Just some clarifications: $$\sin \frac{\pi}{3} = \frac{\sqrt{3}}{2}$$ ... you can check this on your calculator.
If you make an equilateral trangle where the hypotenuse is 1 unit long and the adjacent side is 1/2 unit long, then the angle between these sides is pi/3 (60deg) and the length of the opposite side is the sine of the angle. In this set up you can find the length of the opposite side without using a calculator. Give it a go.

However, $\frac{\sqrt{3}}{2} = 49.6^\circ$ ... is nonsense.
You need to be more careful when you write down the maths - you've been told about this before (prev in thread) - remember, the people reading this don't know what you mean, they only know what you write. We cannot tell what you've done from what you've said.

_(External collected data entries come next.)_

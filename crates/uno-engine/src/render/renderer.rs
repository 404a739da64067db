use crate::backend::{
    Backend, BackendError, DrawUniforms, FrameSize, ResourceId, TextureDesc, TextureTarget, Vertex,
};
use crate::batch::DrawList;
use crate::error::RenderError;
use crate::handle::{ResourceTable, TextureHandle};
use crate::release::ReleaseQueue;
use crate::state::StateCache;
use crate::time::{FrameProfiler, FrameStats};

use super::{RendererConfig, SubmitMode};

/// Texture unit every draw samples from.
const DRAW_UNIT: u32 = 0;

#[derive(Debug, Copy, Clone, Eq, PartialEq)]
enum Phase {
    Idle,
    Recording,
}

/// Frame-batched renderer over a [`Backend`].
///
/// Owns every piece of renderer state: texture handles, the state cache, the
/// frame's draw list, the deferred-release queue and frame timing. Nothing is
/// global; two renderers never share state.
///
/// Frame protocol:
/// - `begin_frame` → `submit`* → `end_frame`
/// - textures may be created/destroyed at any time; destroying a texture while
///   recording defers the release until the frame has been submitted
pub struct Renderer<B: Backend> {
    backend: B,
    config: RendererConfig,

    textures: ResourceTable,
    state: StateCache,
    draws: DrawList<DrawUniforms>,
    releases: ReleaseQueue<TextureHandle>,

    phase: Phase,
    frame_size: FrameSize,
    profiler: FrameProfiler,
}

impl<B: Backend> Renderer<B> {
    /// Sets up a renderer on `backend`. Pair with [`Renderer::shutdown`].
    pub fn new(backend: B, config: RendererConfig) -> Result<Self, RenderError> {
        config.validate()?;

        let alignment = backend.min_uniform_alignment();
        log::debug!(
            "renderer: {} handles, release latency {}, {:?}, uniform alignment {alignment}",
            config.max_handles,
            config.release_latency,
            config.submit_mode
        );

        Ok(Self {
            textures: ResourceTable::new(config.max_handles),
            state: StateCache::new(),
            draws: DrawList::new(alignment),
            releases: ReleaseQueue::new(config.release_latency),
            phase: Phase::Idle,
            frame_size: FrameSize::default(),
            profiler: FrameProfiler::new(),
            backend,
            config,
        })
    }

    // -------------------------------------------------------------------------
    // Textures
    // -------------------------------------------------------------------------

    pub fn create_texture(&mut self, desc: &TextureDesc<'_>) -> Result<TextureHandle, RenderError> {
        let handle = self
            .textures
            .create(&mut self.backend, desc, self.config.retain_texture_sources)
            .inspect_err(|err| log::warn!("create_texture failed: {err}"))?;

        log::debug!("texture {handle:?} created ({}x{})", desc.width, desc.height);
        Ok(handle)
    }

    /// Destroys `handle`.
    ///
    /// While a frame is recorded, or when a release latency is configured, the
    /// handle is invalidated immediately but the texture and its slot are freed
    /// by the deferred-release drain. Otherwise the texture is destroyed now.
    /// [`TextureHandle::NONE`] is ignored.
    pub fn destroy_texture(&mut self, handle: TextureHandle) -> Result<(), RenderError> {
        if handle.is_none() {
            return Ok(());
        }
        if self.phase == Phase::Idle && self.config.release_latency == 0 {
            return self.destroy_texture_now(handle);
        }

        self.textures.mark_pending(handle)?;
        self.releases.defer(handle);
        log::debug!("texture {handle:?} queued for release");
        Ok(())
    }

    /// Destroys `handle` synchronously.
    ///
    /// The caller guarantees that no command recorded in the current frame
    /// references it.
    pub fn destroy_texture_now(&mut self, handle: TextureHandle) -> Result<(), RenderError> {
        self.textures.destroy_now(&mut self.backend, handle)?;
        log::debug!("texture {handle:?} destroyed");
        Ok(())
    }

    /// Backend id currently behind `handle`.
    #[inline]
    pub fn resolve(&self, handle: TextureHandle) -> Result<ResourceId, RenderError> {
        self.textures.resolve(handle)
    }

    /// Recreates all textures that kept their source pixels (see
    /// [`RendererConfig::retain_texture_sources`]). Handles stay valid.
    pub fn recreate_textures(&mut self) -> Result<usize, RenderError> {
        if self.phase == Phase::Recording {
            return Err(RenderError::FrameInProgress);
        }
        let recreated = self.textures.recreate_all(&mut self.backend)?;
        self.state.invalidate();
        log::info!("recreated {recreated} texture(s)");
        Ok(recreated)
    }

    // -------------------------------------------------------------------------
    // Frames
    // -------------------------------------------------------------------------

    pub fn begin_frame(&mut self, frame_size: FrameSize) -> Result<(), RenderError> {
        if self.phase == Phase::Recording {
            return Err(RenderError::FrameInProgress);
        }

        self.profiler.begin();
        self.draws.clear();
        self.state.reset_counters();
        self.frame_size = frame_size;
        self.phase = Phase::Recording;

        log::trace!(
            "frame {} begin ({}x{})",
            self.profiler.frames(),
            frame_size.width,
            frame_size.height
        );
        Ok(())
    }

    /// Records one indexed draw.
    ///
    /// `indices` refer to `vertices`. The texture handle is resolved here; a
    /// handle destroyed later in the frame still draws with this texture.
    pub fn submit(
        &mut self,
        vertices: &[Vertex],
        indices: &[u32],
        uniforms: &DrawUniforms,
        texture: TextureHandle,
    ) -> Result<(), RenderError> {
        if self.phase != Phase::Recording {
            return Err(RenderError::NotRecording);
        }
        let id = self.textures.resolve(texture)?;
        self.draws.push(vertices, indices, uniforms, id);
        Ok(())
    }

    /// Uploads and replays the frame, then runs the deferred-release drain.
    ///
    /// If the backend fails to begin or end the pass, the frame's draws are
    /// dropped, releases are still drained and the renderer is ready for the
    /// next `begin_frame`.
    pub fn end_frame(&mut self) -> Result<FrameStats, RenderError> {
        if self.phase != Phase::Recording {
            return Err(RenderError::NotRecording);
        }

        let replayed = self.replay();

        let Self { backend, textures, releases, .. } = self;
        let released = releases.end_frame(|handle| textures.release_pending(backend, handle));
        if released > 0 {
            log::debug!("released {released} texture(s)");
        }

        self.phase = Phase::Idle;

        if let Err(err) = replayed {
            log::warn!("frame {} discarded: {err}", self.profiler.frames());
            return Err(RenderError::Backend(err));
        }

        let stats = FrameStats {
            commands: self.draws.len() as u32,
            binds_emitted: self.state.emitted(),
            binds_skipped: self.state.skipped(),
            released: released as u32,
            ..FrameStats::default()
        };
        let gpu_time = self.backend.gpu_time();
        let stats = self.profiler.end(stats, gpu_time);

        log::trace!(
            "frame {} end: {} draws, {} binds ({} skipped), {:.3} ms",
            stats.frame_index,
            stats.commands,
            stats.binds_emitted,
            stats.binds_skipped,
            stats.cpu_time_ms()
        );
        Ok(stats)
    }

    fn replay(&mut self) -> Result<(), BackendError> {
        let Self { backend, draws, state, config, frame_size, .. } = self;
        let per_draw = config.submit_mode == SubmitMode::PerDraw;

        backend.reserve(draws.sizes());
        if !per_draw {
            backend.write_vertices(0, draws.vertices());
            backend.write_indices(0, draws.indices());
            backend.write_uniforms(0, draws.uniform_bytes());
        }

        backend.begin_pass(*frame_size)?;
        // A fresh pass has nothing bound.
        state.invalidate();

        for cmd in draws.commands() {
            if per_draw {
                let vertices =
                    cmd.first_vertex as usize..(cmd.first_vertex + cmd.vertex_count) as usize;
                let indices =
                    cmd.first_index as usize..(cmd.first_index + cmd.index_count) as usize;
                let block = cmd.uniforms.offset as usize
                    ..(cmd.uniforms.offset + cmd.uniforms.size) as usize;

                backend.write_vertices(cmd.first_vertex, &draws.vertices()[vertices]);
                backend.write_indices(cmd.first_index, &draws.indices()[indices]);
                backend.write_uniforms(cmd.uniforms.offset, &draws.uniform_bytes()[block]);
            }

            state.bind_texture(backend, DRAW_UNIT, TextureTarget::D2, cmd.texture, per_draw);
            backend.bind_uniforms(cmd.uniforms.offset, cmd.uniforms.size);
            backend.draw_indexed(cmd.first_index, cmd.index_count);
        }

        backend.end_pass()
    }

    // -------------------------------------------------------------------------
    // Teardown
    // -------------------------------------------------------------------------

    /// Releases every texture and hands the backend back.
    pub fn shutdown(self) -> B {
        let Self { mut backend, mut textures, mut releases, phase, .. } = self;
        if phase == Phase::Recording {
            log::warn!("shutdown during a frame; recorded draws dropped");
        }

        let released = releases.drain_all(|handle| textures.release_pending(&mut backend, handle));
        let live = textures.len();
        textures.clear(&mut backend);

        log::debug!("renderer shut down: {released} deferred, {live} live texture(s) released");
        backend
    }

    // -------------------------------------------------------------------------
    // Accessors
    // -------------------------------------------------------------------------

    #[inline]
    pub fn is_recording(&self) -> bool {
        self.phase == Phase::Recording
    }

    #[inline]
    pub fn frame_size(&self) -> FrameSize {
        self.frame_size
    }

    #[inline]
    pub fn config(&self) -> &RendererConfig {
        &self.config
    }

    /// Stats of the last completed frame.
    #[inline]
    pub fn last_stats(&self) -> &FrameStats {
        self.profiler.last()
    }

    /// Handles waiting for the deferred-release drain.
    #[inline]
    pub fn pending_releases(&self) -> usize {
        self.releases.pending()
    }

    pub fn backend(&self) -> &B {
        &self.backend
    }

    /// Direct backend access (render target changes and similar).
    ///
    /// Textures must still be created and destroyed through the renderer.
    pub fn backend_mut(&mut self) -> &mut B {
        &mut self.backend
    }

    pub fn textures(&self) -> &ResourceTable {
        &self.textures
    }

    pub fn state_cache(&self) -> &StateCache {
        &self.state
    }

    /// Draws recorded in the current (or last) frame.
    pub fn draw_list(&self) -> &DrawList<DrawUniforms> {
        &self.draws
    }
}
use std::marker::PhantomData;

use bytemuck::Pod;

use crate::backend::{BatchSizes, ResourceId, Vertex};

use super::{DrawCmd, UniformSpan};

/// Rounds `size` up to a multiple of `alignment`.
#[inline]
pub fn align_up(size: u32, alignment: u32) -> u32 {
    let alignment = alignment.max(1);
    size.div_ceil(alignment) * alignment
}

/// Per-frame draw batch.
///
/// Collects geometry, one uniform block of type `U` per draw and the resolved
/// texture id into shared arenas, so a frame uploads each buffer once.
///
/// Performance characteristics:
/// - `push()` is amortised O(vertices + indices)
/// - `clear()` truncates; arenas keep their high-water-mark capacity
///
/// Uniform blocks are laid out at `i * stride`, where `stride` is the block
/// size rounded up to the backend's uniform offset alignment.
#[derive(Debug)]
pub struct DrawList<U> {
    vertices: Vec<Vertex>,
    indices: Vec<u32>,
    uniforms: Vec<u8>,
    cmds: Vec<DrawCmd>,
    uniform_stride: u32,
    _block: PhantomData<U>,
}

impl<U: Pod> DrawList<U> {
    /// Creates an empty list for a backend with the given uniform offset
    /// alignment.
    pub fn new(min_uniform_alignment: u32) -> Self {
        let block = std::mem::size_of::<U>().max(1) as u32;
        Self {
            vertices: Vec::new(),
            indices: Vec::new(),
            uniforms: Vec::new(),
            cmds: Vec::new(),
            uniform_stride: align_up(block, min_uniform_alignment),
            _block: PhantomData,
        }
    }

    /// Drops all recorded draws. Keeps allocated capacity for reuse.
    #[inline]
    pub fn clear(&mut self) {
        self.vertices.clear();
        self.indices.clear();
        self.uniforms.clear();
        self.cmds.clear();
    }

    /// Appends one draw.
    ///
    /// `indices` are relative to `vertices` and are rebased onto the shared
    /// vertex buffer.
    pub fn push(
        &mut self,
        vertices: &[Vertex],
        indices: &[u32],
        uniforms: &U,
        texture: ResourceId,
    ) {
        debug_assert!(
            indices.iter().all(|&i| (i as usize) < vertices.len()),
            "index out of range for submitted vertices"
        );

        let first_vertex = self.vertices.len() as u32;
        let first_index = self.indices.len() as u32;

        self.vertices.extend_from_slice(vertices);
        self.indices.extend(indices.iter().map(|&i| i + first_vertex));

        let offset = self.cmds.len() as u32 * self.uniform_stride;
        let block = bytemuck::bytes_of(uniforms);
        self.uniforms.resize((offset + self.uniform_stride) as usize, 0);
        self.uniforms[offset as usize..offset as usize + block.len()].copy_from_slice(block);

        self.cmds.push(DrawCmd {
            first_index,
            index_count: indices.len() as u32,
            first_vertex,
            vertex_count: vertices.len() as u32,
            uniforms: UniformSpan { offset, size: block.len() as u32 },
            texture,
        });
    }

    /// Recorded draws in submission order.
    #[inline]
    pub fn commands(&self) -> &[DrawCmd] {
        &self.cmds
    }

    #[inline]
    pub fn vertices(&self) -> &[Vertex] {
        &self.vertices
    }

    #[inline]
    pub fn indices(&self) -> &[u32] {
        &self.indices
    }

    /// Packed uniform arena (`len() * uniform_stride()` bytes).
    #[inline]
    pub fn uniform_bytes(&self) -> &[u8] {
        &self.uniforms
    }

    #[inline]
    pub fn uniform_stride(&self) -> u32 {
        self.uniform_stride
    }

    /// Upload volume of the recorded frame.
    pub fn sizes(&self) -> BatchSizes {
        BatchSizes {
            vertices: self.vertices.len() as u32,
            indices: self.indices.len() as u32,
            uniform_bytes: self.uniforms.len() as u32,
        }
    }

    #[inline]
    pub fn len(&self) -> usize {
        self.cmds.len()
    }

    #[inline]
    pub fn is_empty(&self) -> bool {
        self.cmds.is_empty()
    }
}

#[cfg(test)]
mod tests {
    use bytemuck::{Pod, Zeroable};

    use super::*;

    #[repr(C)]
    #[derive(Debug, Copy, Clone, Pod, Zeroable)]
    struct Block {
        value: [f32; 4],
    }

    fn quad() -> ([Vertex; 4], [u32; 6]) {
        ([Vertex::default(); 4], [0, 1, 2, 0, 2, 3])
    }

    // ── alignment ─────────────────────────────────────────────────────────

    #[test]
    fn align_up_rounds_to_multiple() {
        assert_eq!(align_up(16, 256), 256);
        assert_eq!(align_up(256, 256), 256);
        assert_eq!(align_up(257, 256), 512);
        assert_eq!(align_up(12, 0), 12);
    }

    #[test]
    fn stride_is_block_rounded_to_alignment() {
        assert_eq!(DrawList::<Block>::new(256).uniform_stride(), 256);
        assert_eq!(DrawList::<Block>::new(4).uniform_stride(), 16);
    }

    // ── push ──────────────────────────────────────────────────────────────

    #[test]
    fn indices_are_rebased_by_vertex_offset() {
        let mut list = DrawList::<Block>::new(256);
        let (v, i) = quad();
        list.push(&v, &i, &Block::zeroed(), 1);
        list.push(&v, &i, &Block::zeroed(), 1);

        assert_eq!(&list.indices()[6..], &[4, 5, 6, 4, 6, 7]);
        assert_eq!(list.commands()[1].first_index, 6);
        assert_eq!(list.commands()[1].first_vertex, 4);
        assert_eq!(list.vertices().len(), 8);
    }

    #[test]
    fn uniform_blocks_are_packed_at_stride() {
        let mut list = DrawList::<Block>::new(256);
        let (v, i) = quad();
        for n in 0..3 {
            list.push(&v, &i, &Block { value: [n as f32; 4] }, 0);
        }

        assert_eq!(list.uniform_bytes().len(), 3 * 256);
        for (n, cmd) in list.commands().iter().enumerate() {
            assert_eq!(cmd.uniforms, UniformSpan { offset: n as u32 * 256, size: 16 });
            let start = cmd.uniforms.offset as usize;
            let bytes = &list.uniform_bytes()[start..start + 16];
            let block: Block = bytemuck::pod_read_unaligned(bytes);
            assert_eq!(block.value, [n as f32; 4]);
        }
    }

    #[test]
    fn commands_keep_submission_order_and_texture() {
        let mut list = DrawList::<Block>::new(64);
        let (v, i) = quad();
        for tex in [3, 1, 2] {
            list.push(&v, &i, &Block::zeroed(), tex);
        }
        let textures: Vec<_> = list.commands().iter().map(|c| c.texture).collect();
        assert_eq!(textures, vec![3, 1, 2]);
    }

    #[test]
    fn clear_keeps_capacity() {
        let mut list = DrawList::<Block>::new(256);
        let (v, i) = quad();
        list.push(&v, &i, &Block::zeroed(), 0);
        let cap = list.uniforms.capacity();

        list.clear();
        assert!(list.is_empty());
        assert!(list.vertices().is_empty());
        assert_eq!(list.uniforms.capacity(), cap);
        assert_eq!(list.sizes(), BatchSizes::default());
    }
}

If you input "square root of three all divided by two" however your calculator does this, it should output 0.86603 ... maybe more dp than that.
I use gnu octave so I just type in sqrt(3)/2, or what I want to compute, and press enter. I get:

octave:9> sqrt(3)/2
ans =  0.86603
octave:10> pi/3
ans =  1.0472
octave:11> sin(pi/3)
ans =  0.86603

... calculators often need to be placed in a different "mode" to do trig using radians. If you mix them up you can get confused.

Since $\frac{\sqrt{3}}{2} \approx 0.8660$ while $\frac{\pi}{3} \approx 1.0472$ ... this means that 60deg is not a small angle, and it would not normally be considered a small rotation.

Don't forget to always use radians ... when you write $\theta = 1$ you are saying the angle is one radian, which would be about 57.3 degrees. Also not a small angle.

But remember the difference between an angle and a rotation?

Also remember: what counts as small depends on the context.

 

[julianwitkowski]

If you make an equilateral trangle where the hypotenuse is 1 unit long and the adjacent side is 1/2 unit long, then the angle between these sides is pi/3 (60deg) and the length of the opposite side is the sine of the angle. In this set up you can find the length of the opposite side without using a calculator. Give it a go.

That is clever actually, cool :).

However, $\frac{\sqrt{3}}{2} = 49.6^\circ$ ... is nonsense.

What does this mean at wolfram?

Sorry about that I know.. I'm working on it. This is a mysterious adventure for me as I've never done any of this before.
I have a real good streak about learning in trial and error.